Final Observations: Carolina Hurricanes 2, Philadelphia Flyers 1

Photo by Grant Halverson/Getty Images

Photo by Grant Halverson/Getty Images

O’Connor’s Observations

  • After a poor performance on Saturday night against the Canadiens, the Flyers looked even worse on Sunday against the Hurricanes. It all stems from Philadelphia’s struggles to cleanly exit their own zone. The longer it takes them to exit their own end, the easier it is for the opponent to wear the Flyers’ skaters down. As a result, when Philadelphia does get the puck into the offensive zone, they lose the individual puck battles necessary to sustain a forecheck. It’s a cycle that will not be broken unless the team improves in transition.
  • Last season, Philadelphia did not have the personnel to execute Peter Laviolette’s preferred system. But this year, after the acquisitions of Mark Streit and Vincent Lecavalier? It becomes much more difficult to make that argument. At this point, the issues are system-based. The front office will need to decide soon if the Flyers have fixable issues in executing the Laviolette system, or if the system itself is broken.
  • After two strong games to start the year, Vincent Lecavalier and the rest of his line struggled mightily tonight. Matt Read had a few strong shifts, but overall, Philadelphia’s second line spent the vast majority of the game in the Carolina end, futilely chasing down Hurricane forwards.
  • Claude Giroux was yet again held off the scoresheet, but his line was the only line that was not absolutely dominated at even strength. Unlike the Flyers’ other lines, the first line includes two players (Giroux and Voracek) who can consistently gain entry into the offensive zone with possession, which insulates them a bit from the issues plaguing the rest of the team.
  • Despite the 0-3 start to the season, the Flyers have yet to have a poor goaltending performance. Mason played a strong game in defeat, despite an early soft goal in the first period. The Philadelphia goalies have not been the problem.
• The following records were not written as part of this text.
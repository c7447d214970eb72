// Dweve Perfsuite - Benchmark Suite Inspection Toolkit
//
// Copyright (c) 2025 Dweve IP B.V. and individual contributors.
//
// SPDX-License-Identifier: Apache-2.0
//
// Licensed under the Apache License, Version 2.0 (the "License");
// you may not use this file except in compliance with the License.
// You may obtain a copy of the License in the LICENSE file at the
// root of this repository or at: http://www.apache.org/licenses/LICENSE-2.0
//
// Unless required by applicable law or agreed to in writing, software
// distributed under the License is distributed on an "AS IS" BASIS,
// WITHOUT WARRANTIES OR CONDITIONS OF ANY KIND, either express or implied.
// See the License for the specific language governing permissions and
// limitations under the License.

//! Hist command - text histograms of benchmark samples

use super::{load_suites, print_lines};
use crate::error::CliError;
use crate::render::{histogram_lines, terminal_columns, title};
use perfsuite_core::{Benchmark, SuiteCollection};
use std::path::PathBuf;

pub fn hist(
    files: &[PathBuf],
    name: Option<&str>,
    bins: Option<usize>,
    extend: bool,
) -> Result<(), CliError> {
    if bins == Some(0) {
        return Err(CliError::invalid_input("the number of bins must be at least 1"));
    }
    let data = load_suites(files, name)?;
    print_lines(&hist_lines(&data, bins, extend, terminal_columns()))?;
    Ok(())
}

/// Benchmarks sharing a name are drawn on common buckets; the others are
/// drawn one by one afterwards.
pub fn hist_lines(
    data: &SuiteCollection,
    bins: Option<usize>,
    extend: bool,
    columns: usize,
) -> Vec<String> {
    let ignored = data.group_by_name_ignored();
    let groups = data.group_by_name();
    let show_label = data.suite_count() > 1;
    let show_group_name = groups.len() > 1;

    let mut lines = Vec::new();
    for group in &groups {
        if show_group_name {
            lines.extend(title(&group.name, 1));
        }
        let series: Vec<(&Benchmark, Option<&str>)> = group
            .members
            .iter()
            .map(|m| (m.benchmark, show_label.then_some(m.label.as_str())))
            .collect();
        lines.extend(histogram_lines(&series, bins, extend, columns));
        if !(group.is_last && ignored.is_empty()) {
            lines.push(String::new());
        }
    }

    let singles: Vec<&Benchmark> = ignored
        .iter()
        .flat_map(|entry| entry.benchmarks.iter().copied())
        .collect();
    for (index, benchmark) in singles.iter().copied().enumerate() {
        lines.push(format!("[ {} ]", benchmark.display_name()));
        lines.extend(histogram_lines(&[(benchmark, None)], bins, extend, columns));
        if index + 1 < singles.len() {
            lines.push(String::new());
        }
    }
    lines
}

#[cfg(test)]
mod tests {
    use super::*;
    use perfsuite_core::{BenchmarkSuite, Run};

    fn bench(name: &str, samples: Vec<f64>) -> Benchmark {
        Benchmark::new(Some(name), vec![Run::new(samples)])
    }

    #[test]
    fn test_common_benchmark_histograms_share_buckets() {
        let mut data = SuiteCollection::new();
        data.push(BenchmarkSuite::new("a.json", vec![bench("x", vec![1.0, 2.0])]).unwrap());
        data.push(BenchmarkSuite::new("b.json", vec![bench("x", vec![3.0, 4.0])]).unwrap());

        let lines = hist_lines(&data, Some(3), false, 80);
        assert_eq!(lines[0], "[ a ]");
        assert_eq!(lines[4], "");
        assert_eq!(lines[5], "[ b ]");
        assert_eq!(lines.len(), 9);
        assert!(lines[1].starts_with("1.00 sec: 1"));
        assert!(lines[6].starts_with("1.00 sec: 0"));
    }

    #[test]
    fn test_ignored_benchmarks_drawn_separately() {
        let mut data = SuiteCollection::new();
        let a = vec![bench("x", vec![1.0]), bench("only_a", vec![2.0])];
        data.push(BenchmarkSuite::new("a.json", a).unwrap());
        data.push(BenchmarkSuite::new("b.json", vec![bench("x", vec![1.0])]).unwrap());

        let lines = hist_lines(&data, None, false, 80);
        assert!(lines.contains(&"[ only_a ]".to_string()));
        assert_eq!(lines.last().map(|l| l.starts_with("2.00 sec: 1")), Some(true));
    }
}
Philadelphia Flyers Three Questions

1) Against Toronto, the Flyers looked like a solid yet snakebit team. Against the Canadiens, they looked like the same squad that missed the playoffs last season. Which Flyers team shows up tonight?

Somehow, Philadelphia looked even worse tonight than on Saturday. While it remains too early to panic just yet, the similarities between last year’s Flyers team and this year’s incarnation are certainly troubling, and need to be addressed.

2) After two relatively underwhelming games to start the season, can Claude Giroux show any signs of improvement?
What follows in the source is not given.